For a few, there was no going home again. This was especially true for the children, who simply could not fend for themselves in an insecure world of warfare and continuing enslavement. Kagne, Teme, Margru, and Kale all stayed with the missionaries. They and several of the men signaled the seriousness of their cultural transformation by taking English/American names: Kagne became Charlotte; Teme, Maria; Margru, Sarah Kinson; and Kale, George Lewis. Steele wrote, “Those who remain are the very best of the company (except Cinque) and they had at their own request assumed English names, and thoroughly adopted civilized habits.” Yet even several of those who stayed, oscillated into and out of the mission over time. Ba, who took the name David Brown, stayed at the mission for more than two years, although some of the time he lived apart, much to the disapproval of William Raymond, who eventually excommunicated him for living “in adultery” and for having “taken some of the articles belonging to the mission and put them into the hands of his paramour.” Raymond had “required him to leave the woman or to leave me, and he chose the latter.” He was, the missionary solemnly intoned, “no longer one of my people.” The men who stayed basically became wage laborers at the mission, performing a variety of tasks in the crafts, agriculture, or manufacturing.
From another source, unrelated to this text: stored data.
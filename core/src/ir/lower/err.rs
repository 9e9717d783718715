use crate::ast::AstNode;
use crate::error::{Level, PyllErrorExt};
use crate::location::{Location, Span};

#[derive(Debug, Clone, Copy, PartialEq, Eq, Hash)]
pub enum LoweringErrorKind {
    /// A node kind, operator or shape the language does not accept.
    UnsupportedConstruct,
    /// A read of a name that is neither a parameter nor previously written.
    UnboundName,
    /// A registry lookup for a function that was never declared.
    UndeclaredCallee,
    /// A second body for a function that already has one.
    DuplicateFunction,
    /// An instruction emitted after its block was terminated.
    ClosedBlock,
}

impl LoweringErrorKind {
    fn label(&self) -> &'static str {
        match self {
            LoweringErrorKind::UnsupportedConstruct => "unsupported-construct",
            LoweringErrorKind::UnboundName => "unbound-name",
            LoweringErrorKind::UndeclaredCallee => "undeclared-callee",
            LoweringErrorKind::DuplicateFunction => "duplicate-function",
            LoweringErrorKind::ClosedBlock => "closed-block",
        }
    }
}

#[derive(Debug, Clone)]
pub struct LoweringError {
    kind: LoweringErrorKind,
    message: String,
    location: Option<Location>,
    span: Option<Span>,
}

impl LoweringError {
    pub fn new(kind: LoweringErrorKind, message: String) -> Self {
        LoweringError { kind, message, location: None, span: None }
    }

    pub fn unsupported(what: &str) -> Self {
        Self::new(
            LoweringErrorKind::UnsupportedConstruct,
            format!("Compiler doesn't support {}.", what),
        )
    }

    /// Attach the position of `node` unless a more precise one is already set.
    pub fn at(mut self, node: &AstNode) -> Self {
        if self.location.is_none() {
            self.location = node.location.clone();
            self.span = node.span.clone();
        }
        self
    }

    pub fn kind(&self) -> LoweringErrorKind {
        self.kind
    }
}

impl std::fmt::Display for LoweringError {
    fn fmt(&self, f: &mut std::fmt::Formatter<'_>) -> std::fmt::Result {
        if let Some(loc) = &self.location {
            write!(f, "{} (at {})", self.message, loc)
        } else {
            write!(f, "{}", self.message)
        }
    }
}

impl std::error::Error for LoweringError {}

impl PyllErrorExt for LoweringError {
    fn level(&self) -> Level {
        match self.kind {
            LoweringErrorKind::ClosedBlock => Level::Critical,
            _ => Level::Error,
        }
    }

    fn message(&self) -> String {
        self.message.clone()
    }

    fn issuer(&self) -> String {
        format!("pyll.lower.{}", self.kind.label())
    }

    fn span(&self) -> Option<Span> {
        self.span.clone()
    }

    fn location(&self) -> Option<Location> {
        self.location.clone()
    }
}

impl From<LoweringError> for Box<dyn PyllErrorExt> {
    fn from(err: LoweringError) -> Self {
        Box::new(err)
    }
}
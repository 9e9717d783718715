//! file: core/src/ir/lower/lowering_context.rs
//! description: per-compilation state shared by every function being lowered.
//!
//! One `LoweringContext` exists per compilation run and is passed by
//! reference through the lowering engine. It owns the module registry and
//! the options, and remembers which functions are mid-construction so that
//! a body cannot be defined twice.

use std::collections::HashSet;

use serde::{Deserialize, Serialize};

use crate::ir::function::Signature;
use crate::ir::module::{FunctionId, IrModule};

use super::err::{LoweringError, LoweringErrorKind};
use super::function_builder::FunctionBuilder;

#[derive(Debug, Clone, PartialEq, Eq, Serialize, Deserialize)]
#[serde(default)]
pub struct LowerOptions {
    /// Name of the function that receives the top-level statements.
    pub entry_name: String,
    /// Declare unseen callees on first call instead of failing.
    pub auto_declare_callees: bool,
    /// Host functions declared before lowering starts, each `i32 (i32)`.
    pub builtins: Vec<String>,
}

impl Default for LowerOptions {
    fn default() -> Self {
        LowerOptions {
            entry_name: "main".to_string(),
            auto_declare_callees: true,
            builtins: vec![super::declare_builtins::PRINT_BUILTIN.to_string()],
        }
    }
}

#[derive(Debug)]
pub struct LoweringContext {
    pub module: IrModule,
    pub options: LowerOptions,
    building: HashSet<FunctionId>,
}

impl LoweringContext {
    pub fn new(options: LowerOptions) -> Self {
        LoweringContext {
            module: super::declare_builtins::declare_builtin_functions(&options.builtins),
            options,
            building: HashSet::new(),
        }
    }

    /// Find the function a call site refers to. Unseen names are declared
    /// with the call's arity when auto-declaration is on.
    pub fn resolve_callee(&mut self, name: &str, arity: usize) -> Result<FunctionId, LoweringError> {
        if self.options.auto_declare_callees {
            Ok(self.module.declare_or_get(name, Signature::new(arity)))
        } else {
            self.module.get(name)
        }
    }

    /// Claim the handle for a function about to be defined.
    pub fn begin_function(&mut self, name: &str, arity: usize) -> Result<FunctionId, LoweringError> {
        let id = self.module.declare_or_get(name, Signature::new(arity));
        if self.building.contains(&id) || !self.module.function(id).is_declaration() {
            return Err(LoweringError::new(
                LoweringErrorKind::DuplicateFunction,
                format!("Function '{}' is defined more than once.", name),
            ));
        }
        self.building.insert(id);
        Ok(id)
    }

    pub fn end_function(&mut self, id: FunctionId, fb: FunctionBuilder) {
        self.building.remove(&id);
        self.module.define(id, fb.finish());
    }

    pub fn into_module(self) -> IrModule {
        self.module
    }
}
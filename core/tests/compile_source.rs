use pyll_core::ast::build::*;
use pyll_core::ast::{AstNode, BinaryOperator};
use pyll_core::{compile_source, run_function, ExecOptions, LowerOptions, PyllErrorExt, Source};
use std::fs;
use tempfile::TempDir;

fn write_tree(dir: &TempDir, file: &str, tree: &AstNode) -> Source {
    let path = dir.path().join(file);
    fs::write(&path, serde_json::to_string_pretty(tree).unwrap()).unwrap();
    Source::new(path).expect("tree file should be readable")
}

#[test]
fn serialized_tree_compiles_and_runs() {
    let dir = TempDir::new().unwrap();
    let tree = module(vec![
        def("double", &["x"], vec![ret(binop(name("x"), BinaryOperator::Add, name("x")))]),
        expr_stmt(call("print", vec![call("double", vec![int(21)])])),
    ]);
    let source = write_tree(&dir, "double.json", &tree);
    assert_eq!(source.name, "double.json");

    let ir = compile_source(&source, &LowerOptions::default()).unwrap();
    let outcome = run_function(&ir, "main", &[], &ExecOptions::default()).unwrap();
    assert_eq!(outcome.output, vec![42]);
}

#[test]
fn lowering_errors_surface_through_the_common_error_type() {
    let dir = TempDir::new().unwrap();
    let source = write_tree(&dir, "unbound.json", &module(vec![ret(name("nope"))]));
    let err = compile_source(&source, &LowerOptions::default()).unwrap_err();
    assert_eq!(err.issuer(), "pyll.lower.unbound-name");
    assert!(err.message().contains("'nope'"));
}

#[test]
fn missing_file_is_reported() {
    let dir = TempDir::new().unwrap();
    let err = Source::new(dir.path().join("absent.json")).unwrap_err();
    assert_eq!(err.issuer(), "pyll.source");
    assert!(err.message().starts_with("Cannot read syntax tree"));
}

#[test]
fn options_change_the_entry_function() {
    let dir = TempDir::new().unwrap();
    let source = write_tree(&dir, "entry.json", &module(vec![ret(int(3))]));
    let options = LowerOptions { entry_name: "start".to_string(), ..LowerOptions::default() };
    let ir = compile_source(&source, &options).unwrap();
    assert!(ir.lookup("main").is_none());
    assert_eq!(run_function(&ir, "start", &[], &ExecOptions::default()).unwrap().value, 3);
}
They were “hard to manage” and they had fitful relationships to Christianity. Raymond himself believed that only Margru was a “true Christian.”78
In April 1842, Fuli wrote to Lewis Tappan that he, Cinqué, Burna, and James Covey had gone to Bullom country to look for land for the mission, and added that “all the rest gone away to Mendi to see their parents.” He thought many of them “will come again,” but he was not certain, and he assured Tappan that God would punish them if they did not. Most apparently did not return, for within four months, by April 1842, the number of the “Mendi People” at the mission had dropped to ten men and the three little girls. The number remained the same twenty months later, after the mission had moved in 1843 to Kaw Mende, about halfway between Freetown and Monrovia. A few, like Kinna and Cinqué, came and went according to the vicissitudes of their lives, coming when they had fallen on hard times and needed assistance, going when familial or working commitments called.79
In the end, perhaps the single most important thing those free people called the Amistad Africans did upon returning to Sierra Leone was to strengthen the struggle against slavery, the pervasiveness of which was obvious to one and all. The missionaries and the Africans not only saw hundreds of slaves, some domestic, some meant for Atlantic markets, they also encountered people such as Thomas Caulker of the infamous mulatto slave-trading family that had originally “sold two of our company” into slavery, noted Steele. To make matters worse, some of the Amistad Africans got caught up in the wars that surrounded the slave trade. Three of them were caught in Fuli’s hometown, Mperri, when it was attacked by the army of King Kissicummah. Fuli and Tsukama escaped, but Sa was killed. James Covey was likewise killed in war a short time later. His Mende name, Kaweli, which meant “war road”—that is, the path opened by war to the coast for the transit of slaves—predicted his own tragic end.80
Homecoming
The human meaning of the return was perhaps most poignantly expressed when Burna encountered his mother after a long and mysterious absence of more than three years. Leaving early to catch the flood tide, Burna and James Steele arrived by canoe at the woman’s small home of wattle and thatch while she was gathering wood in the bush. The men took a seat in the shade of orange trees to await her return. They soon heard a deep sigh and then a crash as the large bundle of wood the woman had carried upon her head fell to the ground. They caught sight of her as she came around the house, walking toward them slowly, with her hands raised to the level of her face, her “open palms presented.” Tears streamed down her “furrowed face” and soon she began to moan “most piteously.” The look on her face suggested that she had “seen one returned from the land of spirits.” The son she had long thought dead now “sat in full view before her.”81
She did not approach him directly. She walked around him, to the side from which she had first come, “continually weeping and moaning” and uttering exclamations in Gbandi. Burna himself did not move, but rather sat “like one petrified with the intensity of his feelings.” He placed his elbow on his knee, his head in his hand, and he too began to weep.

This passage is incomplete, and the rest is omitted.